How to Write a Good Summary


A summary is a short explanation of the main idea in a text, without unnecessary detail. 

Summarizing is an essential skill to master because it helps students to develop reading comprehension skills and sharpens writing ability. Students are required to summarize short stories, articles or essays during their academic studies in college. Correctly breaking an article or a short story down into its essential parts requires thorough reading, preparation, and explanation of the concepts from the text.

The first step in creating a good summary requires careful reading of the whole story. After a first reading, you must go through the story again, highlighting or marking the most significant details. You may also find it helpful to develop an outline that sets the most relevant events. You will need to include these ideas or events in the summary.

A summary begins with the title and author of the story. The succeeding sentences will include the information that addresses the central idea of the story. You should not include your individual opinion about the story unless you have been asked to do so. Instead, include only information from the story itself. A longer summary includes more detail about the characters and events. A shorter summary includes fewer details about the events.

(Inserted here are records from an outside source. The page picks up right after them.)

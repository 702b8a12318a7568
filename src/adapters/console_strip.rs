//! Host stand-in for the RMT strip.
//!
//! Sleeps for the time the real strip would take to clock out the frame,
//! records every frame it accepts, and renders the strip to the log at most
//! once per second.  Failures can be injected through a [`FaultSwitch`].

use core::time::Duration;
use std::sync::atomic::{AtomicU32, Ordering};
use std::sync::Arc;
use std::time::Instant;

use log::info;

use crate::drivers::ws2812::{frame_duration, BYTES_PER_LED, WS2812_TIMING};
use crate::ports::{StripTransmitter, TransmitError};

const RENDER_INTERVAL: Duration = Duration::from_secs(1);

/// Shared handle to make the next N transmissions fail.
#[derive(Clone, Default)]
pub struct FaultSwitch {
    remaining: Arc<AtomicU32>,
}

impl FaultSwitch {
    pub fn fail_next(&self, frames: u32) {
        self.remaining.store(frames, Ordering::Relaxed);
    }

    fn take(&self) -> bool {
        self.remaining
            .fetch_update(Ordering::Relaxed, Ordering::Relaxed, |n| n.checked_sub(1))
            .is_ok()
    }
}

pub struct ConsoleStrip {
    faults: FaultSwitch,
    frames: Vec<Vec<u8>>,
    keep_frames: usize,
    last_render: Option<Instant>,
}

impl Default for ConsoleStrip {
    fn default() -> Self {
        Self::new()
    }
}

impl ConsoleStrip {
    pub fn new() -> Self {
        Self {
            faults: FaultSwitch::default(),
            frames: Vec::new(),
            keep_frames: 16,
            last_render: None,
        }
    }

    pub fn faults(&self) -> FaultSwitch {
        self.faults.clone()
    }

    /// Accepted frames, oldest first (the most recent 16).
    pub fn frames(&self) -> &[Vec<u8>] {
        &self.frames
    }

    fn render(&mut self, wire: &[u8]) {
        let now = Instant::now();
        if self
            .last_render
            .is_some_and(|t| now.duration_since(t) < RENDER_INTERVAL)
        {
            return;
        }
        self.last_render = Some(now);

        let line: String = wire
            .chunks_exact(BYTES_PER_LED)
            .map(|grb| if grb.iter().all(|&c| c == 0) { '.' } else { '#' })
            .collect();
        info!("strip [{}]", line);
    }
}

impl StripTransmitter for ConsoleStrip {
    fn transmit(&mut self, wire: &[u8], timeout: Duration) -> Result<(), TransmitError> {
        if self.faults.take() {
            return Err(TransmitError::Rejected(-1));
        }

        let needed = frame_duration(&WS2812_TIMING, wire.len() / BYTES_PER_LED);
        if needed > timeout {
            std::thread::sleep(timeout);
            return Err(TransmitError::Timeout);
        }
        std::thread::sleep(needed);

        if self.frames.len() == self.keep_frames {
            self.frames.remove(0);
        }
        self.frames.push(wire.to_vec());
        self.render(wire);
        Ok(())
    }
}
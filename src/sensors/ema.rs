//! Integer exponential moving average.
//!
//! `smoothed = (factor × new + (1000 − factor) × previous) / 1000`
//!
//! `factor` is the weight of the new sample in thousandths: 1000 passes
//! samples through unchanged, small values smooth heavily.  The first
//! sample seeds the filter as-is.

/// Scale of the smoothing factor.
pub const FACTOR_SCALE: u32 = 1000;

#[derive(Debug, Clone, Copy, PartialEq, Eq)]
pub struct EmaFilter {
    factor: u16,
    previous_smoothed_mm: u16,
    initialized: bool,
}

impl EmaFilter {
    /// `factor` above 1000 is clamped to 1000.
    pub const fn new(factor: u16) -> Self {
        let factor = if factor as u32 > FACTOR_SCALE {
            FACTOR_SCALE as u16
        } else {
            factor
        };
        Self {
            factor,
            previous_smoothed_mm: 0,
            initialized: false,
        }
    }

    /// Blend `new_mm` into the filter and return the smoothed value.
    pub fn update(&mut self, new_mm: u16) -> u16 {
        if !self.initialized {
            self.previous_smoothed_mm = new_mm;
            self.initialized = true;
            return new_mm;
        }

        let f = u32::from(self.factor);
        let blended = (f * u32::from(new_mm)
            + (FACTOR_SCALE - f) * u32::from(self.previous_smoothed_mm))
            / FACTOR_SCALE;
        // Convex combination of two u16 values, so it fits.
        let smoothed = blended as u16;
        self.previous_smoothed_mm = smoothed;
        smoothed
    }

    pub fn is_initialized(&self) -> bool {
        self.initialized
    }

    /// Last smoothed value, `None` before the first sample.
    pub fn previous(&self) -> Option<u16> {
        self.initialized.then_some(self.previous_smoothed_mm)
    }

    pub fn factor(&self) -> u16 {
        self.factor
    }
}

#[cfg(test)]
mod tests {
    use super::*;

    #[test]
    fn first_sample_passes_through() {
        let mut f = EmaFilter::new(300);
        assert!(!f.is_initialized());
        assert_eq!(f.update(1234), 1234);
        assert_eq!(f.previous(), Some(1234));
    }

    #[test]
    fn blends_with_integer_truncation() {
        let mut f = EmaFilter::new(300);
        f.update(800);
        assert_eq!(f.update(820), 806);
        assert_eq!(f.update(810), 807);
    }

    #[test]
    fn factor_1000_disables_smoothing() {
        let mut f = EmaFilter::new(1000);
        f.update(100);
        assert_eq!(f.update(3000), 3000);
    }

    #[test]
    fn factor_0_freezes_at_seed() {
        let mut f = EmaFilter::new(0);
        f.update(500);
        assert_eq!(f.update(4000), 500);
        assert_eq!(f.update(20), 500);
    }

    #[test]
    fn oversized_factor_clamped() {
        assert_eq!(EmaFilter::new(5000).factor(), 1000);
    }
}
//! `rosdeck-middleware` – the link between the robot's rosbridge server and
//! the dashboard viewers.
//!
//! # Modules
//!
//! - [`transport`] – the single, lazily reconnecting rosbridge connection
//!   with durable on-connect / on-close observers.
//! - [`service`] – correlated service calls over the transport.
//! - [`registry`] – idempotent per-channel subscriptions and inbound
//!   dispatch.
//! - [`hub`] – fan-out of `{type, data}` envelopes to every live viewer.
//! - [`relays`] – robot topic to viewer event relays.
//! - [`views`] – collapsed transform and mission queue state.
//! - [`protocol`] – rosbridge v2 JSON frames.

pub mod hub;
pub mod protocol;
pub mod registry;
pub mod relays;
pub mod service;
pub mod transport;
pub mod views;

#[cfg(any(test, feature = "test-util"))]
pub mod testing;

pub use hub::{BroadcastHub, ViewerConnection, ViewerReceiver};
pub use registry::{ChannelSubscriptionRegistry, MessageHandler, SubscribeOptions, Subscription};
pub use relays::{RELAYS, Relay, RelaySpec, install_relays};
pub use service::ServiceInvoker;
pub use transport::{
    DEFAULT_RETRY_INTERVAL, FrameListener, Observer, ObserverId, Publisher, TransportConnection,
    TransportHandle,
};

It takes a careful reading of a text to write a good summary. Writing a good summary will illustrate your level of understanding of a text.

When you write a summary, you are briefly answering the question, “What was the text about?” Summaries vary in length, depending on the purpose of the summary.

A good summary starts with the title of the essay and the name of the author, it is written in the present tense and gives the main details included in the text. It also includes the most important conclusions described. It uses language like
The story is about...
The article covers...
The author of the story introduces...
The author explains...
The writer considers...

When writing a summary, it is important to make it clear that you are describing the ideas in the text, not your thoughts. The use of reporting verbs shows that you are conveying the author's ideas (not your ideas). Here are a few reporting verbs. You can use them in your summaries:

The author focuses, describes, claims, tells, states, criticizes, claims, reports. Never rewrite the original piece. Describe the story in your words. Your summary should consist of 300 words or less, depending on the length of the story.